As the Tampa Bay Rays, the best team in the American League during the regular season, continue their playoff push, the team's highly placed executives can't resist detracting from it with continued talk of partial relocation.
Just prior to the end of the regular season, team president Brian Auld said this during in informal get-together with some local residents, per the Wall Street Journal:
"We've concluded that it's next to impossible that full-season baseball can succeed in Tampa Bay today."

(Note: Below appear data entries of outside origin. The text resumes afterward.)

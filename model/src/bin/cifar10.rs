use anyhow::{Context, Result};
use clap::Parser;
use rand::rngs::StdRng;
use rand::SeedableRng;
use std::fs;
use tracing::info;

use capsnet::cli::{existing_weights, CifarArgs};
use capsnet::evaluation::{manipulate_latent, run_test, AttackDriver, Fgsm};
use capsnet::model::{load_weights, ModelBuilder, NetworkConfig};
use capsnet::telemetry::init_tracing;
use capsnet::train_data::{write_args, Augmentation, Cifar10Loader, Trainer};

/// Extra output class that is never a target.
const NONE_OF_THE_ABOVE_CLASSES: usize = 1;
const TEST_BATCH_SIZE: usize = 100;

fn banner(title: &str) {
    println!("\n{}{}{}", "=".repeat(40), title, "=".repeat(40));
}

fn main() -> Result<()> {
    init_tracing()?;
    let args = CifarArgs::parse();

    fs::create_dir_all(&args.save_dir)
        .with_context(|| format!("cannot create {}", args.save_dir.display()))?;
    if !args.testing {
        write_args(&args.save_dir.join("args.txt"), &args)?;
    }

    let mut dataset = Cifar10Loader::new(&args.data_dir)
        .load(NONE_OF_THE_ABOVE_CLASSES)
        .context("loading CIFAR-10")?;
    println!("\nNum training samples: {}", dataset.train_images.dim().0);
    println!("Num testing samples: {}\n", dataset.test_images.dim().0);
    if let Some(max) = args.max_num_samples {
        dataset.truncate_train(max);
        println!("\nUsing only {} training samples.\n", dataset.train_images.dim().0);
    }

    let (channels, height, width) = dataset.image_shape();
    let input_shape = match args.crop() {
        Some((rows, cols)) => (channels, rows, cols),
        None => (channels, height, width),
    };
    let training = args.training_config();
    let network = NetworkConfig::cifar10(dataset.num_classes())
        .with_input_shape(input_shape)
        .with_routing_iterations(args.num_routing);
    let mut model = ModelBuilder::new()
        .with_network_config(network)
        .with_training_config(training.clone())
        .build()?;
    println!("{}", model.summary());

    match existing_weights(args.weights.as_deref()) {
        Some(path) => {
            load_weights(&mut model, path)?;
            println!("Successfully loaded weights file {}", path.display());
        }
        None => println!("(Warning) No weights are provided, using random initialized weights."),
    }

    if args.testing {
        banner(" TEST =");
        let augmentation = Augmentation {
            shift_fraction: args.shift_fraction,
            rotation_range: args.rotation_range,
            crop: args.crop(),
        };
        let report = run_test(
            &mut model,
            &dataset.test_images.view(),
            &dataset.test_labels.view(),
            TEST_BATCH_SIZE,
            augmentation,
            0,
        )?;
        report.metrics.print();
        report.save_artifacts(&args.save_dir)?;

        let mut rng = StdRng::from_os_rng();
        manipulate_latent(
            &mut model,
            &dataset.test_images.view(),
            &dataset.test_labels.view(),
            args.manipulate,
            args.crop(),
            &mut rng,
            &args.save_dir,
        )?;
    } else if args.fool {
        banner(" FOOL =");
        println!("Run attack for epsilon = {}", args.epsilon);
        let fgsm = Fgsm { epsilon: args.epsilon };
        let mut driver = AttackDriver::new(&fgsm, args.max_num_attacks);
        if args.debug {
            driver = driver.with_debug_dir(&args.save_dir);
        }
        let report = driver.run(&mut model, &dataset.test_images.view(), &dataset.test_labels.view())?;
        report.print();
    } else {
        banner(" TRAIN ");
        let trainer = Trainer::new(training, &args.save_dir, rand::random())?;
        let history = trainer.fit(&mut model, &dataset)?;
        if let Some(last) = history.last() {
            info!(val_acc = last.val.accuracy, epochs = history.len(), "training complete");
        }
    }

    println!("{}", "=".repeat(87));
    Ok(())
}
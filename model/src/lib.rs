//! Capsule networks with dynamic routing.
//!
//! Layers carry explicit forward and backward passes over `ndarray` tensors.
//! [`train_data`] provides CIFAR-10 and generated symmetric forms together
//! with the training loop; [`evaluation`] holds the test report, latent
//! manipulation, layer probes and the adversarial attack driver.

pub mod cli;
pub mod error;
pub mod evaluation;
pub mod model;
pub mod telemetry;
pub mod train_data;

pub use error::{CapsNetError, Result};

Auld's remarks came as the Rays continue to push a "sister city" plan that would see the team play roughly half its games at their current home of St. Petersburg's Tropicana Field, where their lease runs through 2027, and then the remainder in Montreal, Canada, which hasn't been an MLB market since the Expos left for Washington, D.C. and rebranded as the Nationals in 2005.
The Rays had plans to promote the plan with ballpark signage during their postseason home games, but they abandoned the plan after heavy pushback on social media and elsewhere. The Montreal plan has been a stated aim of Rays owner Stuart Sternberg since at least 2019, and MLB around that same team granted approval for the Rays to explore further the idea that's fraught with complications.
As for Auld's remarks about the impossibility of making their current market work, it's a more time-tested part of the playbook of owners looking for a handout. The Rays play in a horribly dated ballpark that was never all that suitable for baseball, and that ballpark is in a location that's highly inconvenient for the those in the region's most densely populated areas. On top of all that, Sternberg's refusal to invest in the roster has led to personnel churn and a lack of lasting fan-and-star player relationships. Then, of course, there's the bizarre notion that a club can promote moving the team across a continent for half the season while also expecting their current local fan base to show up for games. It's a self-fulfilling lamentation on the part of owners -- it's calculated "anti-marketing" -- and it's almost certainly designed to get some municipality somewhere to pay for a new ballpark with public monies.
On top of all that, the Rays are revenue-sharing recipients, and they also get a stake of national media revenues. That in tandem with their chronically low payrolls mean the Rays are almost certainly profitable even before you take into account game-day revenues like ticket, parking, and concession sales.
They're of course free to continue promoting the Montreal plan, but no one is obligated to believe their stated reasons for it. Auld's latest risible, self-serving comments are a reminder of the latter.